Thank you, Holden and Raul, for your concern and moral support.   It has been my habit upon awakening (slowly) to at first crawl, then stand with cane.  This morning I was able to stand up without the cane, just pushing up on a door knob.  So, I was able to limp without cane to the toilet.

This is a good sign.  My first thought was that there was nothing worth gettting up off the mat on the floor for except that I could not stand to lay down any longer.  I am walking carefully, Raul.  I have no choice but to walk carefully, if I am to walk at all.

Holden, I have studied enough mathematics to know that the fundamentals are far more important than the "sexy discoveries" and mystical sounding breakthroughs or mental "tricks" ... and yet, in our ego-oriented status-obsessed societies, it would be quite rare for one of these pompous academic prodigies-turned-professors to be able to clearly and coherently explain [even to him-or-herself] certain fundamentals in "pre-calculus" ["School Algebra," Trigonometry, etc].

On the other hand, there is also this awful sense of having spent decades mastering fundamentals of something patched together and kept rolling even if it has proved to be confounding to one generation of students after another.    (See    Divine Proportions: Rational Trigonometry to Universal Geometry by NJ Wildberger who I mention in several threads you might wish to explore in the event I disappear into the Great Void.)

- Re-Imagining Mathematics

- Arctangent without a calculator

Quote
We're going to need an eternity to get anywhere, so why bother?

Well, if you download the book, on page 11 I notice the very wall I have repeatedly hit is discussed.

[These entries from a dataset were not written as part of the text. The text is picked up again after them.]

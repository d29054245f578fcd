//! Typed external command execution.
//!
//! Every OS-level collaborator (jail, ifconfig, route, ipfw, zfs, rctl,
//! service reloads) builds a structured [`Cmd`] instead of a shell
//! string, and runs it through the [`CommandRunner`] trait. The real
//! [`HostRunner`] shells out with a bounded deadline; tests inject a
//! scripted runner.

use std::io::Read;
use std::process::{Command, Stdio};
use std::time::{Duration, Instant};

use crate::errors::{WardenError, WardenResult};

/// Default deadline for external commands. Package installs override it.
pub const DEFAULT_TIMEOUT: Duration = Duration::from_secs(60);

/// A fully-built external command.
#[derive(Debug, Clone, PartialEq, Eq)]
pub struct Cmd {
    pub program: String,
    pub args: Vec<String>,
    pub timeout: Duration,
}

impl Cmd {
    pub fn new(program: impl Into<String>) -> Self {
        Self {
            program: program.into(),
            args: Vec::new(),
            timeout: DEFAULT_TIMEOUT,
        }
    }

    pub fn arg(mut self, arg: impl Into<String>) -> Self {
        self.args.push(arg.into());
        self
    }

    pub fn args<I, S>(mut self, args: I) -> Self
    where
        I: IntoIterator<Item = S>,
        S: Into<String>,
    {
        self.args.extend(args.into_iter().map(Into::into));
        self
    }

    pub fn timeout(mut self, timeout: Duration) -> Self {
        self.timeout = timeout;
        self
    }

    /// The command line as the operator would type it, for error
    /// messages and logs.
    pub fn display(&self) -> String {
        let mut line = self.program.clone();
        for arg in &self.args {
            line.push(' ');
            line.push_str(arg);
        }
        line
    }
}

/// Structured result of a finished command.
#[derive(Debug, Clone, Default)]
pub struct CmdOutput {
    pub status: i32,
    pub stdout: String,
    pub stderr: String,
}

impl CmdOutput {
    pub fn success(&self) -> bool {
        self.status == 0
    }
}

/// Executes built commands. The seam between the orchestrator and the
/// host OS.
pub trait CommandRunner: Send + Sync {
    /// Run the command to completion, within its deadline.
    ///
    /// A non-zero exit is returned as `Ok` with that status; callers
    /// decide whether non-zero is an error for them (liveness probes
    /// treat it as data). Failure to spawn or a blown deadline is an
    /// `Err`.
    fn run(&self, cmd: &Cmd) -> WardenResult<CmdOutput>;

    /// Run and require exit status zero.
    fn run_checked(&self, cmd: &Cmd) -> WardenResult<CmdOutput> {
        let out = self.run(cmd)?;
        if out.success() {
            Ok(out)
        } else {
            Err(WardenError::CommandFailed {
                command: cmd.display(),
                status: out.status,
                stderr: out.stderr.trim().to_string(),
            })
        }
    }
}

/// Real runner: spawns the process and polls for completion until the
/// deadline, then kills it and reports a timeout.
#[derive(Debug, Default, Clone)]
pub struct HostRunner;

impl HostRunner {
    pub fn new() -> Self {
        Self
    }
}

/// Drain a pipe on its own thread. The child must never block on a
/// full pipe buffer while we poll for its exit.
fn drain<R: Read + Send + 'static>(mut pipe: R) -> std::thread::JoinHandle<String> {
    std::thread::spawn(move || {
        let mut buf = String::new();
        let _ = pipe.read_to_string(&mut buf);
        buf
    })
}

impl CommandRunner for HostRunner {
    fn run(&self, cmd: &Cmd) -> WardenResult<CmdOutput> {
        tracing::debug!(command = %cmd.display(), "running external command");

        let mut child = Command::new(&cmd.program)
            .args(&cmd.args)
            .stdin(Stdio::null())
            .stdout(Stdio::piped())
            .stderr(Stdio::piped())
            .spawn()
            .map_err(|e| WardenError::CommandFailed {
                command: cmd.display(),
                status: -1,
                stderr: format!("failed to spawn: {}", e),
            })?;

        let stdout_reader = child.stdout.take().map(drain);
        let stderr_reader = child.stderr.take().map(drain);

        let deadline = Instant::now() + cmd.timeout;
        let status = loop {
            match child.try_wait()? {
                Some(status) => break status,
                None => {
                    if Instant::now() >= deadline {
                        let _ = child.kill();
                        let _ = child.wait();
                        return Err(WardenError::Timeout {
                            command: cmd.display(),
                            timeout: cmd.timeout,
                        });
                    }
                    std::thread::sleep(Duration::from_millis(20));
                }
            }
        };

        let stdout = stdout_reader
            .map(|h| h.join().unwrap_or_default())
            .unwrap_or_default();
        let stderr = stderr_reader
            .map(|h| h.join().unwrap_or_default())
            .unwrap_or_default();

        let status = status.code().unwrap_or(-1);
        if status != 0 {
            tracing::debug!(
                command = %cmd.display(),
                status,
                stderr = %stderr.trim(),
                "command exited non-zero"
            );
        }

        Ok(CmdOutput {
            status,
            stdout,
            stderr,
        })
    }
}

The section title sounds Schopenhauerian:  "1.3: Why classical trigonometry is hard"

Quote from: Wildberger
For centuries students have struggled to master angles, trigonometric functions and their many intricate relations. Those who learn how to apply the formulas correctly often don’t know why they are true. Such difficulties are to an extent the natural reflection of an underlying ambiguity at the heart of classical trigonometry. This manifests itself in a number of ways, but can be boiled down to the single critical question:

What precisely is an angle??

Hooo Ha!   :D  Great question!

That sounds like something Holden would say!  He does not want a standard textbook definition. 

He goes on to say that the problem is that defining an angle correctly requires calculus.  This is precisely the "angle" taken [pun intended] by the young graduate student author of BURN MATH CLASS (Jason Wilkes).  Wilkes had suggested we learn calculus before learning about the tangent function since it turns out to be the slope ... but ... around and around ...

Quote from: Wildberger
Let’s clarify the point with a simple example. The rectangle ABCD in Figure 1.5 [see Library Genesis] has side lengths |A, B| = 2 and |B, C| = 1. What is the angle θ between the lines AB and AC in degrees to four decimal places??

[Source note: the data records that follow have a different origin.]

use anyhow::Result;
use clap::Args;
use comfy_table::{presets::UTF8_FULL, Table};

use warden::{Container, ContainerState, LifecycleManager};

#[derive(Args)]
pub struct ListArgs {
    /// Limit to one partition
    #[arg(long)]
    pub partition: Option<String>,
}

pub fn run(mgr: &LifecycleManager, args: ListArgs) -> Result<()> {
    let partitions = match &args.partition {
        Some(partition) => vec![partition.clone()],
        None => mgr.host().partitions()?,
    };

    let mut table = Table::new();
    table.load_preset(UTF8_FULL);
    table.set_header(["UUID", "NAME", "PARTITION", "STATE", "IPV4"]);

    for partition in partitions {
        for dataset in mgr.host().container_datasets(&partition)? {
            let container = Container::load(mgr.host().store(), &dataset)?;
            let state = mgr
                .state(&partition, &container.uuid)
                .unwrap_or(ContainerState::Unprovisioned);
            let ip = container
                .interfaces
                .first()
                .map(|i| i.ip4.to_string())
                .unwrap_or_else(|| "-".to_string());
            table.add_row([
                container.uuid.clone(),
                container.name.clone(),
                partition.clone(),
                state.to_string(),
                ip,
            ]);
        }
    }
    println!("{table}");
    Ok(())
}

And this is how I know this Wildberger is a gortbuster.   He is pointing out that elementary as well as advanced geometry texts are reluctant to make this supposedly basic idea clear.  Then the student is made to feel "stupid" or "lazy" for not having a grasp of it ... so we resort to memorizing SOCATOHA and all these algorithms ... and, of course, the calculator and tables ... and numerical approximations.

Quote from: Wildberger
Without tables, a calculator or calculus, a student has difficulty in answering this question, because the usual definition of an angle is not precise enough to show how to calculate it. But how can one claim understanding of a mathematical concept without being able to compute it in simple situations? If the notion of an angle θ cannot be made completely clear from the beginning, it cannot be fundamental.

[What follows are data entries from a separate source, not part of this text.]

//! Network provisioning: address allocation under a host-wide lock and
//! epair/bridge attachment of containers.

use std::fs::{File, OpenOptions};
use std::net::{Ipv4Addr, Ipv6Addr};
use std::os::unix::io::AsRawFd;
use std::path::Path;
use std::sync::Arc;

use rand::rngs::StdRng;
use rand::SeedableRng;
use tracing::{debug, info};

use crate::errors::{WardenError, WardenResult};
use crate::exec::CommandRunner;

pub mod alloc;
pub mod iface;

pub use iface::{EpairLink, IfaceManager, CONTAINER_IFACE};

/// Exclusive host-wide lock taken around address allocation so that
/// concurrent orchestrator invocations cannot pick the same address.
/// Released when dropped.
pub struct AllocationLock {
    file: File,
}

impl AllocationLock {
    pub fn acquire(lock_dir: &Path) -> WardenResult<Self> {
        std::fs::create_dir_all(lock_dir)?;
        let path = lock_dir.join("net-alloc.lock");
        let file = OpenOptions::new()
            .create(true)
            .write(true)
            .open(&path)?;
        let rc = unsafe { libc::flock(file.as_raw_fd(), libc::LOCK_EX) };
        if rc != 0 {
            return Err(WardenError::Io(std::io::Error::last_os_error()));
        }
        debug!(path = %path.display(), "acquired allocation lock");
        Ok(Self { file })
    }
}

impl Drop for AllocationLock {
    fn drop(&mut self) {
        unsafe {
            libc::flock(self.file.as_raw_fd(), libc::LOCK_UN);
        }
    }
}

/// A fully attached container interface as recorded in the property
/// store.
#[derive(Debug, Clone, PartialEq, Eq)]
pub struct Attachment {
    pub bridge: String,
    pub host_iface: String,
    pub container_iface: String,
    pub mac: String,
    pub ip4: Ipv4Addr,
    pub cidr: u8,
    pub ip6: Ipv6Addr,
}

impl Attachment {
    /// `<bridge>|<ip>/<cidr>` as stored on the container dataset.
    pub fn ip4_record(&self) -> String {
        format!("{}|{}/{}", self.bridge, self.ip4, self.cidr)
    }

    pub fn ip6_record(&self) -> String {
        format!("{}|{}/{}", self.bridge, self.ip6, self.cidr_ip6())
    }

    fn cidr_ip6(&self) -> u8 {
        // the 6to4 mapping keeps the v4 host width
        96 + self.cidr.min(32)
    }
}

/// Parse a stored `<bridge>|<ip>/<cidr>` record.
pub fn parse_ip4_record(record: &str) -> Option<(String, Ipv4Addr, u8)> {
    let (bridge, rest) = record.split_once('|')?;
    let (ip, cidr) = rest.split_once('/')?;
    Some((bridge.to_string(), ip.parse().ok()?, cidr.parse().ok()?))
}

pub struct NetworkProvisioner {
    iface: IfaceManager,
}

impl NetworkProvisioner {
    pub fn new(runner: Arc<dyn CommandRunner>) -> Self {
        Self {
            iface: IfaceManager::new(runner),
        }
    }

    /// Wire a running jail onto `bridge` with the given address. The
    /// caller holds the allocation lock and has already picked a free
    /// address; this performs the interface work only.
    pub fn attach(
        &self,
        uuid: &str,
        bridge: &str,
        ip4: Ipv4Addr,
        cidr: u8,
        ip6_override: Option<Ipv6Addr>,
        default_route: Option<Ipv4Addr>,
    ) -> WardenResult<Attachment> {
        let link = self.iface.create_epair()?;

        let mut rng = StdRng::from_os_rng();
        let host_mac = alloc::random_mac(&mut rng);
        let container_mac = alloc::random_mac(&mut rng);
        self.iface.set_mac(&link.host_side, &host_mac)?;
        self.iface.set_mac(&link.container_side, &container_mac)?;

        self.iface.set_description(&link.host_side, uuid)?;
        self.iface.add_to_bridge(bridge, &link.host_side)?;
        self.iface.up(&link.host_side)?;

        let container_iface = self.iface.move_into_jail(&link.container_side, uuid)?;
        self.iface.assign_ip4(uuid, &container_iface, ip4, cidr)?;

        let ip6 = ip6_override.unwrap_or_else(|| alloc::derive_ip6(ip4));
        self.iface
            .assign_ip6(uuid, &container_iface, ip6, 96 + cidr.min(32))?;

        if let Some(gateway) = default_route {
            self.iface.add_default_route(uuid, gateway)?;
        }

        info!(uuid, bridge, %ip4, "attached container to bridge");
        Ok(Attachment {
            bridge: bridge.to_string(),
            host_iface: link.host_side,
            container_iface,
            mac: container_mac,
            ip4,
            cidr,
            ip6,
        })
    }

    /// Static route inside the jail, used by publicly bridged
    /// containers to still reach the private network.
    pub fn add_net_route(
        &self,
        uuid: &str,
        network: Ipv4Addr,
        cidr: u8,
        gateway: Ipv4Addr,
    ) -> WardenResult<()> {
        self.iface.add_net_route(uuid, network, cidr, gateway)
    }

    /// Tear down the host side of an attachment. The container side
    /// dies with the jail's vnet. A link that is already gone is not
    /// an error.
    pub fn detach(&self, host_iface: &str) -> WardenResult<()> {
        if !self.iface.exists(host_iface)? {
            debug!(iface = %host_iface, "host interface already gone");
            return Ok(());
        }
        self.iface.destroy(host_iface)
    }
}

#[cfg(test)]
mod tests {
    use super::*;

    #[test]
    fn ip4_record_round_trips() {
        let attachment = Attachment {
            bridge: "bridge1".into(),
            host_iface: "epair0a".into(),
            container_iface: "vnet0".into(),
            mac: "02:00:00:00:00:01".into(),
            ip4: Ipv4Addr::new(10, 99, 1, 2),
            cidr: 16,
            ip6: alloc::derive_ip6(Ipv4Addr::new(10, 99, 1, 2)),
        };
        let record = attachment.ip4_record();
        assert_eq!(record, "bridge1|10.99.1.2/16");
        assert_eq!(
            parse_ip4_record(&record),
            Some(("bridge1".to_string(), Ipv4Addr::new(10, 99, 1, 2), 16))
        );
    }

    #[test]
    fn malformed_records_are_rejected() {
        assert_eq!(parse_ip4_record("10.99.1.2/16"), None);
        assert_eq!(parse_ip4_record("bridge1|10.99.1.2"), None);
        assert_eq!(parse_ip4_record("bridge1|nope/16"), None);
    }

    #[test]
    fn allocation_lock_is_reentrant_across_drops() {
        let dir = tempfile::tempdir().unwrap();
        {
            let _lock = AllocationLock::acquire(dir.path()).unwrap();
        }
        let _lock = AllocationLock::acquire(dir.path()).unwrap();
    }
}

He goes on to say, "If the foundations of a building are askew, the entire structure is compromised."

Quite Holdenesque!

In the introduction he states, "Mathematics is a conservative discipline, and it is not easy to acknowledge that traditional thinking might involve elements of misunderstanding."

And, of course, eventually we have to sleep.  We can only focus on so much at a time.   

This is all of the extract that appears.